Micky was an old enemy of Patsy’s. He was a long-legged boy—in fact he looked all legs and arms—a huge mouth and a squint were the next most noticeable things about him. He was not good to look at, in fact he was good for nothing except bullying boys smaller than himself, and sometimes going on an errand for his mother.
The newcomer when he beheld Patsy in his new attire stood stockstill, stared, and then burst into a wild yell of laughter.
Patsy’s red hair bristled up like the spines of a hedgehog, as it always did when he was angry, but he said nothing.
“Hurroo!” shouted Mrs Finnegan’s boy, when he had recovered from his simulated fit of laughter; “here’s Patsy Rooney burst out in buttons; here’s Patsy Rooney drawing water for the maids. Where’s your broom, Patsy? Where’s your dustpan and brush? Have yiz emptied the slops, Patsy, and made the beds and turned down the quilts?”
“And what’s brought you out to-day?” replied Patsy. “You’re afther your time; this isn’t the fifth of Novimber, this isn’t Guy Fawkes Day.
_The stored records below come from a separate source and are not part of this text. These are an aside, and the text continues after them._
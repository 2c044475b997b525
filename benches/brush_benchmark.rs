//! Paint core benchmarks

use std::sync::Arc;

use criterion::{criterion_group, criterion_main, BenchmarkId, Criterion};
use sutu_paintcore::brush::{
    Brush, BrushApplication, BrushCore, Dynamics, DynamicsProvider, FadeOptions, GeneratedShape,
    InterpolationParams, MaskCache, PaintOptions, PressureProfile, StrokeInterpolator,
    TransformParams,
};
use sutu_paintcore::input::Coords;
use sutu_paintcore::paint::{MemoryUndoLog, PaintApplicationMode, PaintMode, PixelLoops};
use sutu_paintcore::surface::{PixelFormat, Surface};

fn generate_stroke(count: usize) -> Vec<Coords> {
    (0..count)
        .map(|i| {
            let t = i as f64 / count as f64;
            Coords::new(
                t * 1000.0 + 12.0,
                (t * std::f64::consts::PI * 4.0).sin() * 100.0 + 500.0,
                0.3 + t * 0.4,
            )
        })
        .collect()
}

fn round_brush(radius: f32, hardness: f32) -> Brush {
    Brush::generated(
        "bench",
        &GeneratedShape {
            radius,
            hardness,
            roundness: 1.0,
        },
    )
    .unwrap()
}

fn benchmark_interpolation(c: &mut Criterion) {
    let mut group = c.benchmark_group("Interpolation");
    let dynamics = Dynamics::off();
    let fade = FadeOptions::default();

    for count in [10, 100, 1000].iter() {
        let points = generate_stroke(*count);
        let params = InterpolationParams {
            x_axis: sutu_paintcore::core::Vector2::new(10.0, 0.0),
            y_axis: sutu_paintcore::core::Vector2::new(0.0, 10.0),
            spacing: 0.1,
            ..InterpolationParams::default()
        };

        group.bench_with_input(BenchmarkId::new("segments", count), &points, |b, points| {
            b.iter(|| {
                let mut interpolator = StrokeInterpolator::new(1);
                interpolator.start(&points[0]);
                let mut stamps = 0;
                for p in &points[1..] {
                    stamps += interpolator
                        .interpolate(p, &params, &dynamics as &dyn DynamicsProvider, &fade)
                        .len();
                }
                stamps
            })
        });
    }

    group.finish();
}

fn benchmark_mask_cache(c: &mut Criterion) {
    let mut group = c.benchmark_group("Mask Cache");
    let brush = round_brush(24.0, 0.7);
    let loops = PixelLoops::default();

    group.bench_function("soft_mask_phases", |b| {
        let mut cache = MaskCache::new(PressureProfile::Linear);
        b.iter(|| {
            cache
                .transform_mask(&brush, &TransformParams::default(), &loops)
                .unwrap();
            for i in 0..16 {
                let phase = i as f64 / 16.0;
                cache
                    .dab_mask(BrushApplication::Soft, 100.0 + phase, 100.0 + phase, 1.0, &loops)
                    .unwrap();
            }
        })
    });

    group.bench_function("rotated_transform", |b| {
        let mut cache = MaskCache::new(PressureProfile::Linear);
        let mut angle = 0.0;
        b.iter(|| {
            angle += 0.01;
            let params = TransformParams {
                angle,
                aspect_ratio: 5.0,
                ..TransformParams::default()
            };
            cache.transform_mask(&brush, &params, &loops).unwrap();
        })
    });

    group.finish();
}

fn benchmark_stroke(c: &mut Criterion) {
    let mut group = c.benchmark_group("Full Stroke");
    group.sample_size(20);
    let points = generate_stroke(200);

    for (name, mode) in [
        ("continuous", PaintApplicationMode::Continuous),
        ("incremental", PaintApplicationMode::Incremental),
    ] {
        let options = PaintOptions {
            brush_size: Some(32.0),
            application_mode: mode,
            ..PaintOptions::default()
        };

        group.bench_function(name, |b| {
            b.iter(|| {
                let mut surface = Surface::new(1100, 700, PixelFormat::Rgba8).unwrap();
                let mut core = BrushCore::new(options.clone(), PaintMode::Paintbrush).unwrap();
                core.set_brush(Some(round_brush(16.0, 0.8).into_shared()));
                core.set_dynamics(Some(Arc::new(Dynamics::pressure_size_opacity())));
                let mut log = MemoryUndoLog::new();

                core.start(&mut surface, &points[0]).unwrap();
                for p in &points[1..] {
                    core.motion(&mut surface, p).unwrap();
                }
                core.finish(&mut surface, &mut log).unwrap()
            })
        });
    }

    group.finish();
}

criterion_group!(
    benches,
    benchmark_interpolation,
    benchmark_mask_cache,
    benchmark_stroke
);
criterion_main!(benches);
Go back to your lumber-room, you stuffed straw imige, and wait till they takes you out and rides you on a rail.”
“Carrots!” yelled the other, who was not gifted greatly with the art of repartee; “who’ll buy carrots?”
“It’s ashamed of yourself you ought to be,” replied Patsy, in a tone of virtuous disgust.
“And why is it ashamed of myself I ought to be?” queried the unsuspecting Micky.
“For going about the country with your ould gran’mother slung over your shoulder,” replied Patsy. “You weren’t so fond of her when she was alive, seein’ you let her die of starvation and ould age, by the look of her.”